During the bail hearing of Julian Assange, the presiding magistrate, District Judge Howard Riddle, gave permission for journalists in attendance to use live blogging technology in reporting proceedings. In doing so, in the interests of practicality, he waltzed past provisions in the Contempt of Court Act 1981, which prohibited the use of recording media in court. It spurred a debate in England about the appropriate limits.

This spurred the senior judge in England – the wonderfully named Lord Chief Justice of England and Wales, Lord Judge – to issue formal guidance to the judiciary on the use of Twitter in Court.

Since there is no comparable Canadian standard, I’m setting out the entire text, for the benefit of Slaw’s judicial readers.


1.This interim guidance applies to court proceedings which are open to the public and to those parts of the proceedings which are not subject to reporting restrictions.
2.There is a degree of uncertainty about the use which may be made of live text-based communications, such as mobile email, social media (including Twitter) and internet enabled laptops in and from courts throughout the jurisdiction. For the purposes of this interim guidance these means of communication are referred to, compendiously, as live, text-based communications.
3.A consultation relating to the use of live, text-based communications will be conducted shortly. Those who will be consulted include the Judiciary, the Secretary of State for Justice, the Attorney General, the Director of Public Prosecutions, the Bar Council, the Law Society, the Press Complaints Commission, and the Society of Editors in addition to interested members of the public via the Judiciary website.
4.Pending the outcome of the consultation, this interim guidance should be considered by courts, litigants, their legal representatives and the media if and when any application is made to the court to permit the use of live, text-based communications. If any difficulties arise in respect of the use of such communications, or the outcome of the consultation becomes known, it may become necessary to issue a formal Practice Direction.
5.This interim guidance is intended to be consistent with, and has been drafted in light of, the legislative structure which:
a. prohibits,
i. the taking of photographs in court (section 41 of the Criminal Justice Act 1925); and,
ii. the use of sound recording equipment in court unless the leave of the judge has first been obtained (section 9 of the Contempt of Court Act 1981).
b. Requires compliance with the strict prohibition rules created by sections 1, 2 and 4 of the Contempt of Court Act 1981 in relation to the reporting of court proceedings.
It has immediate effect.

General Principles

6.The judge has an overriding responsibility to ensure that proceedings are conducted consistently with the proper administration of justice, and so as to avoid any improper interference with its processes.
7.A fundamental aspect of the proper administration of justice is the principle of open justice. Fair and accurate reporting of court proceedings forms part of that principle. The principle is however subject to well-known statutory and discretionary exceptions. Two such exceptions are the prohibitions on photography in court and on making sound recordings of court proceedings.
8.The statutory prohibition on photography in court, by any means, is absolute.

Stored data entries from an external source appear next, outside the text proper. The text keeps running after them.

//! Database connection pool abstraction
//!
//! This module provides a unified interface for database operations that works
//! with both SQLite and MySQL backends. The appropriate pool is created based
//! on the configuration. The pool is always injected into repositories; there
//! is no global handle.

use anyhow::{Context, Result};
use async_trait::async_trait;
use sqlx::{
    mysql::{MySqlPool, MySqlPoolOptions},
    sqlite::{SqlitePool, SqlitePoolOptions},
};
use std::sync::Arc;

use crate::config::{DatabaseConfig, DatabaseDriver};

/// Database pool trait that abstracts over different database backends.
///
/// This trait provides a unified interface for database operations,
/// allowing the application to work with either SQLite or MySQL
/// without knowing the specific backend.
#[async_trait]
pub trait DatabasePool: Send + Sync {
    /// Execute a raw SQL query that doesn't return rows
    async fn execute(&self, query: &str) -> Result<u64>;

    /// Check if the database connection is healthy
    async fn ping(&self) -> Result<()>;

    /// Close the connection pool
    async fn close(&self);

    /// Get the database driver type
    fn driver(&self) -> DatabaseDriver;

    /// Get the underlying SQLite pool if this is a SQLite connection
    fn as_sqlite(&self) -> Option<&SqlitePool>;

    /// Get the underlying MySQL pool if this is a MySQL connection
    fn as_mysql(&self) -> Option<&MySqlPool>;

    /// Like `as_sqlite`, but an error for a MySQL pool
    fn sqlite(&self) -> Result<&SqlitePool> {
        self.as_sqlite().context("Database pool is not SQLite")
    }

    /// Like `as_mysql`, but an error for a SQLite pool
    fn mysql(&self) -> Result<&MySqlPool> {
        self.as_mysql().context("Database pool is not MySQL")
    }
}

/// SQLite connection pool implementation
pub struct SqliteDatabase {
    pool: SqlitePool,
}

impl SqliteDatabase {
    /// Create a new SQLite connection pool
    pub async fn new(url: &str) -> Result<Self> {
        let in_memory = url == ":memory:" || url.starts_with("sqlite::memory:");

        if !in_memory {
            let path = url.trim_start_matches("sqlite:");
            let path = path.split('?').next().unwrap_or(path);

            if let Some(parent) = std::path::Path::new(path).parent() {
                if !parent.as_os_str().is_empty() {
                    std::fs::create_dir_all(parent).with_context(|| {
                        format!("Failed to create database directory: {:?}", parent)
                    })?;
                }
            }
        }

        let connection_url = if in_memory {
            "sqlite::memory:".to_string()
        } else if url.starts_with("sqlite:") {
            if url.contains('?') {
                url.to_string()
            } else {
                format!("{}?mode=rwc", url)
            }
        } else {
            format!("sqlite:{}?mode=rwc", url)
        };

        // Every connection to `sqlite::memory:` opens its own empty database,
        // so an in-memory pool is pinned to a single long-lived connection.
        let options = if in_memory {
            SqlitePoolOptions::new()
                .max_connections(1)
                .min_connections(1)
                .idle_timeout(None)
                .max_lifetime(None)
        } else {
            SqlitePoolOptions::new().max_connections(20)
        };

        let pool = options
            .connect(&connection_url)
            .await
            .with_context(|| format!("Failed to connect to SQLite database: {}", url))?;

        sqlx::query("PRAGMA foreign_keys = ON")
            .execute(&pool)
            .await
            .context("Failed to enable foreign keys")?;

        Ok(Self { pool })
    }

    /// Get a reference to the underlying pool
    pub fn pool(&self) -> &SqlitePool {
        &self.pool
    }
}

#[async_trait]
impl DatabasePool for SqliteDatabase {
    async fn execute(&self, query: &str) -> Result<u64> {
        let result = sqlx::query(query)
            .execute(&self.pool)
            .await
            .with_context(|| format!("Failed to execute query: {}", query))?;
        Ok(result.rows_affected())
    }

    async fn ping(&self) -> Result<()> {
        sqlx::query("SELECT 1")
            .fetch_one(&self.pool)
            .await
            .context("Database ping failed")?;
        Ok(())
    }

    async fn close(&self) {
        self.pool.close().await;
    }

    fn driver(&self) -> DatabaseDriver {
        DatabaseDriver::Sqlite
    }

    fn as_sqlite(&self) -> Option<&SqlitePool> {
        Some(&self.pool)
    }

    fn as_mysql(&self) -> Option<&MySqlPool> {
        None
    }
}

/// MySQL connection pool implementation
pub struct MysqlDatabase {
    pool: MySqlPool,
}

impl MysqlDatabase {
    /// Create a new MySQL connection pool
    pub async fn new(url: &str) -> Result<Self> {
        let connection_url = if url.starts_with("mysql://") {
            url.to_string()
        } else {
            format!("mysql://{}", url)
        };

        let pool = MySqlPoolOptions::new()
            .max_connections(30)
            .connect(&connection_url)
            .await
            .with_context(|| format!("Failed to connect to MySQL database: {}", url))?;

        Ok(Self { pool })
    }

    /// Get a reference to the underlying pool
    pub fn pool(&self) -> &MySqlPool {
        &self.pool
    }
}

#[async_trait]
impl DatabasePool for MysqlDatabase {
    async fn execute(&self, query: &str) -> Result<u64> {
        let result = sqlx::query(query)
            .execute(&self.pool)
            .await
            .with_context(|| format!("Failed to execute query: {}", query))?;
        Ok(result.rows_affected())
    }

    async fn ping(&self) -> Result<()> {
        sqlx::query("SELECT 1")
            .fetch_one(&self.pool)
            .await
            .context("Database ping failed")?;
        Ok(())
    }

    async fn close(&self) {
        self.pool.close().await;
    }

    fn driver(&self) -> DatabaseDriver {
        DatabaseDriver::Mysql
    }

    fn as_sqlite(&self) -> Option<&SqlitePool> {
        None
    }

    fn as_mysql(&self) -> Option<&MySqlPool> {
        Some(&self.pool)
    }
}

/// Type alias for a shared database pool
pub type DynDatabasePool = Arc<dyn DatabasePool>;

/// Create a database connection pool based on configuration.
///
/// # Errors
///
/// Returns an error if the connection cannot be established.
pub async fn create_pool(config: &DatabaseConfig) -> Result<DynDatabasePool> {
    match config.driver {
        DatabaseDriver::Sqlite => {
            let db = SqliteDatabase::new(&config.url).await?;
            Ok(Arc::new(db))
        }
        DatabaseDriver::Mysql => {
            let db = MysqlDatabase::new(&config.url).await?;
            Ok(Arc::new(db))
        }
    }
}

/// Create a SQLite in-memory database pool for testing
pub async fn create_test_pool() -> Result<DynDatabasePool> {
    let config = DatabaseConfig {
        driver: DatabaseDriver::Sqlite,
        url: ":memory:".to_string(),
    };
    create_pool(&config).await
}
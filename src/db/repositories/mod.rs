//! Database repositories
//!
//! Repository pattern implementations for database access.
//! Each repository handles the operations for a specific table.

pub mod appointment;
pub mod availability;
pub mod session;
pub mod user;

pub use appointment::{AppointmentRepository, SqlxAppointmentRepository};
pub use availability::{AvailabilityRepository, SqlxAvailabilityRepository};
pub use session::{SessionRepository, SqlxSessionRepository};
pub use user::{SqlxUserRepository, UserRepository};

/// Whether a sqlx error is the store rejecting a row for a UNIQUE constraint.
///
/// Repositories turn this into `Ok(None)` so services can tell a lost race or
/// a duplicate apart from a real failure.
pub(crate) fn is_unique_violation(err: &sqlx::Error) -> bool {
    match err {
        sqlx::Error::Database(db_err) => db_err.is_unique_violation(),
        _ => false,
    }
}

#[cfg(test)]
pub(crate) mod test_support {
    use super::*;
    use crate::db::{create_test_pool, migrations, DynDatabasePool};
    use crate::models::{TimeWindow, User, UserRole};
    use chrono::{TimeZone, Utc};

    pub async fn setup_pool() -> DynDatabasePool {
        let pool = create_test_pool().await.expect("Failed to create test pool");
        migrations::run_migrations(&pool)
            .await
            .expect("Failed to run migrations");
        pool
    }

    pub async fn seed_user(pool: &DynDatabasePool, username: &str, role: UserRole) -> i64 {
        SqlxUserRepository::new(pool.clone())
            .create(&User::new(username.to_string(), "hash".to_string(), role))
            .await
            .expect("Failed to create user")
            .expect("Username already taken")
            .id
    }

    /// Window on 2030-01-01 between the given UTC hours
    pub fn window_at(start_hour: u32, end_hour: u32) -> TimeWindow {
        let day = |hour| Utc.with_ymd_and_hms(2030, 1, 1, hour, 0, 0).unwrap();
        TimeWindow::new(day(start_hour), day(end_hour))
    }

    pub async fn seed_window(
        pool: &DynDatabasePool,
        professor_id: i64,
        start_hour: u32,
        end_hour: u32,
    ) -> i64 {
        SqlxAvailabilityRepository::new(pool.clone())
            .create(professor_id, &window_at(start_hour, end_hour))
            .await
            .expect("Failed to create window")
            .expect("Window already declared")
            .id
    }
}

#[cfg(test)]
mod tests {
    use super::test_support::{seed_user, setup_pool};
    use super::*;
    use crate::models::UserRole;

    #[tokio::test]
    async fn test_is_unique_violation() {
        let pool = setup_pool().await;
        seed_user(&pool, "alice", UserRole::Student).await;
        let sqlite = pool.as_sqlite().unwrap();

        let err = sqlx::query("INSERT INTO users (username, password_hash, role) VALUES ('alice', 'h', 'student')")
            .execute(sqlite)
            .await
            .unwrap_err();
        assert!(is_unique_violation(&err));

        let err = sqlx::query("SELECT * FROM no_such_table")
            .execute(sqlite)
            .await
            .unwrap_err();
        assert!(!is_unique_violation(&err));
    }
}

There is no judicial discretion to suspend or dispense with it. Any equipment which has photographic capability must not have that function activated.
9.Sound recordings are also prohibited unless, in the exercise of its discretion, the court permits such equipment to be used. In criminal proceedings, some of the factors relevant to the exercise of that discretion are contained in Paragraph I.2.2 of the Consolidated Criminal Practice Direction. The same factors are likely to be relevant when consideration is being given to the exercise of this discretion in civil or family proceedings. The use of live, text-based communications from court should be approached in the same way.
10.There is no statutory prohibition on the use of live text-based communications in open court. But before such use is permitted, the court must be satisfied that its use does not pose a danger of interference to the proper administration of justice in the individual case.
11.Subject to this consideration, the use of an unobtrusive, hand held, virtually silent piece of modern equipment for the purposes of simultaneous reporting of proceedings to the outside world as they unfold in court is generally unlikely to interfere with the proper administration of justice.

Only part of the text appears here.